Cockles or Salt water Clams - Photo © Iain Morrison

Cockle is the common name for a group of (mostly) small, edible, saltwater clams, marine bivalve molluscs in the family Cardiidae.

Edible Mussells  of the marine family Mytilidae - Photo © Iain Morrison

The common name mussel is used for members of several families of clams or bivalvia mollusca, from saltwater and freshwater habitats. These groups have in common a shell whose outline is elongated and asymmetrical compared with other edible clams, which are often more or less rounded or oval.
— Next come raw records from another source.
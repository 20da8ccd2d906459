//! Interaction, viewport and SVG output of diagrams

use bstview::domain::interaction::{EdgeStyle, Paint};
use bstview::domain::{
    Canvas, Diagram, DomainError, NodeId, PointerEvent, ScaleExtent, Scene, Theme, TreeBuilder,
    TreeNode,
};

fn diagram(values: &[f64]) -> Diagram {
    let tree = TreeBuilder::build(values).unwrap();
    Diagram::new(&tree, Canvas::default(), ScaleExtent::default())
}

fn selected_edges(d: &Diagram) -> Vec<NodeId> {
    d.scene()
        .edges
        .iter()
        .filter(|e| d.interaction().edge_style(e) == EdgeStyle::Selected)
        .map(|e| e.target)
        .collect()
}

#[test]
fn given_node_clicked_when_another_is_clicked_then_only_the_last_is_selected() {
    let mut d = diagram(&[10.0, 5.0, 15.0, 3.0, 7.0]);

    let first = d.click(3.0).unwrap();
    assert_eq!(selected_edges(&d), vec![first]);

    let second = d.click(15.0).unwrap();
    assert_eq!(selected_edges(&d), vec![second]);
    assert_eq!(d.interaction().node_paint(first), Paint::Default);
    assert_eq!(d.interaction().node_paint(second), Paint::Highlight);
}

#[test]
fn given_root_clicked_when_styling_edges_then_no_edge_is_highlighted() {
    let mut d = diagram(&[10.0, 5.0, 15.0]);

    d.click(10.0).unwrap();

    assert!(selected_edges(&d).is_empty());
    assert_eq!(d.interaction().selected(), Some(NodeId(0)));
}

#[test]
fn given_hovered_node_when_leaving_then_fill_and_label_reset() {
    let mut d = diagram(&[10.0, 5.0, 15.0]);

    let id = d.hover(5.0).unwrap();
    assert_eq!(d.interaction().node_paint(id), Paint::Highlight);
    assert_eq!(
        d.interaction().hover_text(d.scene()).as_deref(),
        Some("Value: 5")
    );
    assert!(d.to_svg(&Theme::default()).contains(r#"<text id="hover-label" x="235" y="540""#));

    assert!(d.leave());
    assert_eq!(d.interaction().node_paint(id), Paint::Default);
    assert_eq!(d.interaction().hover_text(d.scene()), None);
    assert!(!d.to_svg(&Theme::default()).contains("hover-label"));
}

#[test]
fn given_selected_node_when_hover_ends_then_it_stays_highlighted() {
    let mut d = diagram(&[10.0, 5.0, 15.0]);
    let id = d.click(15.0).unwrap();

    d.handle(PointerEvent::Enter(id));
    d.handle(PointerEvent::Leave(id));

    assert_eq!(d.interaction().node_paint(id), Paint::Highlight);
}

#[test]
fn given_missing_value_when_clicking_then_reports_node_not_found() {
    let mut d = diagram(&[10.0, 5.0]);
    assert_eq!(d.click(99.0), Err(DomainError::NodeNotFound("99".into())));
    assert_eq!(d.interaction().selected(), None);
}

#[test]
fn given_duplicate_values_when_clicking_then_picks_first_in_preorder() {
    let mut d = diagram(&[5.0, 5.0, 5.0]);
    assert_eq!(d.click(5.0), Ok(NodeId(0)));
}

#[test]
fn given_extreme_zoom_when_applied_then_stays_within_scale_extent() {
    let mut d = diagram(&[10.0, 5.0, 15.0]);

    d.viewport_mut().zoom(8.0);
    assert_eq!(d.viewport().transform().k, 2.0);
    assert!(d
        .to_svg(&Theme::default())
        .contains(r#"<g transform="translate(-400,-300) scale(2)">"#));

    d.viewport_mut().zoom_by(0.01);
    assert_eq!(d.viewport().transform().k, 0.5);
}

#[test]
fn given_zoomed_in_view_when_panning_far_then_view_stays_on_canvas() {
    let mut d = diagram(&[10.0, 5.0, 15.0]);
    d.viewport_mut().zoom(2.0);

    d.viewport_mut().pan(5000.0, -5000.0);

    let t = d.viewport().transform();
    // visible region in diagram units stays within 0..800 x 0..600
    assert!(t.invert_x(0.0) >= -1e-9);
    assert!(t.invert_x(800.0) <= 800.0 + 1e-9);
    assert!(t.invert_y(0.0) >= -1e-9);
    assert!(t.invert_y(600.0) <= 600.0 + 1e-9);
}

#[test]
fn given_custom_theme_when_rendering_then_uses_its_colours() {
    let mut d = diagram(&[2.0, 1.0]);
    d.click(1.0).unwrap();
    let theme = Theme {
        default_color: "#112233".into(),
        highlight_color: "#ffcc00".into(),
        ..Theme::default()
    };

    let svg = d.to_svg(&theme);

    assert!(svg.contains(r##"fill="#112233""##));
    assert!(svg.contains(r##"stroke="#ffcc00" stroke-width="4""##));
}

/// Right-leaning chain `0..=len`, the shape sorted input builds.
fn chain(len: u32) -> TreeNode {
    let mut node = TreeNode::leaf(f64::from(len));
    for value in (0..len).rev() {
        node = TreeNode {
            value: f64::from(value),
            left: None,
            right: Some(Box::new(node)),
        };
    }
    node
}

#[test]
fn given_deep_chain_when_building_scene_then_every_node_and_edge_is_present() {
    let tree = chain(50_000);

    let scene = Scene::build(Some(&tree), &Canvas::default());

    assert_eq!(scene.nodes.len(), 50_001);
    assert_eq!(scene.edges.len(), 50_000);
    let last = &scene.nodes[50_000];
    assert_eq!(last.value, 50_000.0);
    assert_eq!(last.parent, Some(NodeId(49_999)));
}

#[test]
fn given_deep_chain_when_rendering_and_selecting_then_completes() {
    let tree = chain(50_000);
    let mut d = Diagram::new(&tree, Canvas::default(), ScaleExtent::default());

    let id = d.click(50_000.0).unwrap();
    let svg = d.to_svg(&Theme::default());

    assert_eq!(selected_edges(&d), vec![id]);
    assert_eq!(svg.matches("<circle").count(), 50_001);
    drop(d);
    drop(tree);
}
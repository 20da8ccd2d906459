//! Diagram rendering service
//!
//! Builds diagrams from trees using the configured canvas, theme and zoom
//! bounds, and writes them out as SVG.

use std::path::{Path, PathBuf};
use std::sync::Arc;

use tracing::{debug, instrument};

use crate::application::{ApplicationResult, IoResultExt};
use crate::config::Settings;
use crate::domain::{layout, Diagram, TreeNode};
use crate::infrastructure::traits::FileSystem;

/// View adjustments applied to a fresh diagram before it is written.
#[derive(Debug, Clone, Default, PartialEq)]
pub struct RenderOptions {
    /// Click the first node with this value
    pub select: Option<f64>,
    /// Hover the first node with this value
    pub hover: Option<f64>,
    pub zoom: Option<f64>,
    /// Pan in screen units, applied after zooming
    pub pan: Option<(f64, f64)>,
}

/// Node position as reported by the layout command.
#[derive(Debug, Clone, PartialEq)]
pub struct NodePosition {
    pub value: f64,
    pub depth: usize,
    pub x: f64,
    pub y: f64,
}

pub struct RenderService {
    fs: Arc<dyn FileSystem>,
    settings: Arc<Settings>,
}

impl RenderService {
    pub fn new(fs: Arc<dyn FileSystem>, settings: Arc<Settings>) -> Self {
        Self { fs, settings }
    }

    /// Fresh diagram with no interaction and identity zoom.
    pub fn diagram(&self, tree: &TreeNode) -> Diagram {
        Diagram::new(tree, self.settings.canvas, self.settings.zoom)
    }

    /// Diagram with `options` applied in order: select, hover, zoom, pan.
    pub fn prepare(&self, tree: &TreeNode, options: &RenderOptions) -> ApplicationResult<Diagram> {
        let mut diagram = self.diagram(tree);
        if let Some(value) = options.select {
            diagram.click(value)?;
        }
        if let Some(value) = options.hover {
            diagram.hover(value)?;
        }
        if let Some(k) = options.zoom {
            diagram.viewport_mut().zoom(k);
        }
        if let Some((dx, dy)) = options.pan {
            diagram.viewport_mut().pan(dx, dy);
        }
        Ok(diagram)
    }

    /// Pre-order node positions in canvas coordinates.
    pub fn positions(&self, tree: &TreeNode) -> Vec<NodePosition> {
        layout(Some(tree), &self.settings.canvas)
            .map(|root| {
                root.descendants()
                    .into_iter()
                    .map(|n| NodePosition {
                        value: n.data.value,
                        depth: n.depth,
                        x: n.x,
                        y: n.y,
                    })
                    .collect()
            })
            .unwrap_or_default()
    }

    /// Output path: explicit `path`, else the configured default.
    pub fn output_path(&self, path: Option<&Path>) -> PathBuf {
        path.map(Path::to_path_buf)
            .unwrap_or_else(|| self.settings.output.path.clone())
    }

    #[instrument(skip(self, diagram))]
    pub fn write(&self, diagram: &Diagram, path: &Path) -> ApplicationResult<()> {
        let svg = diagram.to_svg(&self.settings.theme);
        self.fs
            .write(path, &svg)
            .with_path_context("write diagram", path)?;
        debug!(bytes = svg.len(), "diagram written");
        Ok(())
    }
}
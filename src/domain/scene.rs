//! Flattened drawing model derived from a layout.

use std::fmt;

use crate::domain::entities::{format_value, TreeNode};
use crate::domain::layout::{layout, Canvas, LayoutNode};

/// Position of a node in the scene (pre-order index, root = 0).
#[derive(Debug, Clone, Copy, PartialEq, Eq, Hash, PartialOrd, Ord)]
pub struct NodeId(pub usize);

impl fmt::Display for NodeId {
    fn fmt(&self, f: &mut fmt::Formatter<'_>) -> fmt::Result {
        write!(f, "n{}", self.0)
    }
}

#[derive(Debug, Clone, PartialEq)]
pub struct SceneNode {
    pub id: NodeId,
    pub parent: Option<NodeId>,
    pub x: f64,
    pub y: f64,
    pub depth: usize,
    pub value: f64,
    pub label: String,
}

/// Connector from a parent to one of its children.
#[derive(Debug, Clone, PartialEq)]
pub struct SceneEdge {
    pub source: NodeId,
    pub target: NodeId,
}

#[derive(Debug, Clone, PartialEq, Default)]
pub struct Scene {
    pub nodes: Vec<SceneNode>,
    pub edges: Vec<SceneEdge>,
}

impl Scene {
    /// Lay out `root` and flatten the result. An absent tree gives an empty scene.
    pub fn build(root: Option<&TreeNode>, canvas: &Canvas) -> Self {
        match layout(root, canvas) {
            Some(positioned) => Self::from_layout(&positioned),
            None => Self::default(),
        }
    }

    pub fn from_layout(root: &LayoutNode<'_>) -> Self {
        let mut scene = Self::default();
        let mut stack: Vec<(&LayoutNode<'_>, Option<NodeId>)> = vec![(root, None)];
        while let Some((node, parent)) = stack.pop() {
            let id = NodeId(scene.nodes.len());
            scene.nodes.push(SceneNode {
                id,
                parent,
                x: node.x,
                y: node.y,
                depth: node.depth,
                value: node.data.value,
                label: format_value(node.data.value),
            });
            if let Some(source) = parent {
                scene.edges.push(SceneEdge { source, target: id });
            }
            stack.extend(node.children.iter().rev().map(|c| (c, Some(id))));
        }
        scene
    }

    pub fn is_empty(&self) -> bool {
        self.nodes.is_empty()
    }

    pub fn node(&self, id: NodeId) -> Option<&SceneNode> {
        self.nodes.get(id.0)
    }

    /// First node in pre-order carrying `value`.
    pub fn find_value(&self, value: f64) -> Option<NodeId> {
        self.nodes.iter().find(|n| n.value == value).map(|n| n.id)
    }

    /// Edge whose target is `id`; `None` for the root.
    pub fn incoming_edge(&self, id: NodeId) -> Option<&SceneEdge> {
        self.edges.iter().find(|e| e.target == id)
    }

    /// Vertical cubic connector between the edge's endpoints.
    pub fn edge_path(&self, edge: &SceneEdge) -> Option<String> {
        let source = self.node(edge.source)?;
        let target = self.node(edge.target)?;
        Some(vertical_link(source.x, source.y, target.x, target.y))
    }
}

/// `M sx,sy C sx,my tx,my tx,ty` with `my` halfway between the two rows.
pub fn vertical_link(sx: f64, sy: f64, tx: f64, ty: f64) -> String {
    let my = (sy + ty) / 2.0;
    format!("M{sx},{sy}C{sx},{my} {tx},{my} {tx},{ty}")
}
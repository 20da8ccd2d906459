//! Parsing of comma-separated number input.

use std::sync::OnceLock;

use regex::Regex;

use crate::domain::error::DomainError;

fn number_regex() -> &'static Regex {
    static NUMBER: OnceLock<Regex> = OnceLock::new();
    NUMBER.get_or_init(|| {
        Regex::new(r"^[+-]?(\d+(\.\d*)?|\.\d+)([eE][+-]?\d+)?$").expect("valid number regex")
    })
}

/// Parse comma-separated numbers, e.g. `"10, 5,15"`.
///
/// Every token must be a finite decimal literal; one bad token rejects the
/// whole input. Positions in errors are 1-based.
pub fn parse_numbers(text: &str) -> Result<Vec<f64>, DomainError> {
    text.split(',')
        .enumerate()
        .map(|(i, raw)| parse_token(raw.trim(), i + 1))
        .collect()
}

fn parse_token(token: &str, position: usize) -> Result<f64, DomainError> {
    if token.is_empty() {
        return Err(DomainError::EmptyNumber { position });
    }
    let invalid = || DomainError::InvalidNumber {
        token: token.to_string(),
        position,
    };
    if !number_regex().is_match(token) {
        return Err(invalid());
    }
    match token.parse::<f64>() {
        Ok(value) if value.is_finite() => Ok(value),
        _ => Err(invalid()),
    }
}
The word "mussel" is most frequently used to mean the edible bivalves of the marine family Mytilidae, most of which live on exposed shores in the intertidal zone, attached by means of their strong byssal threads ("beard") to a firm substrate.

Herring - Photo © unknown

Herring is an oily fish of the genus Clupea, found in the shallow, temperate waters of the North Pacific and the North Atlantic oceans, including the Baltic Sea.[2] Two species of Clupea are recognized, the Atlantic herring (Clupea harengus) and the Pacific herring (Clupea pallasii), each which may be divided into subspecies. Herrings are forage fish moving in vast schools, coming in spring to the shores of Europe and America, where they are caught, salted and smoked.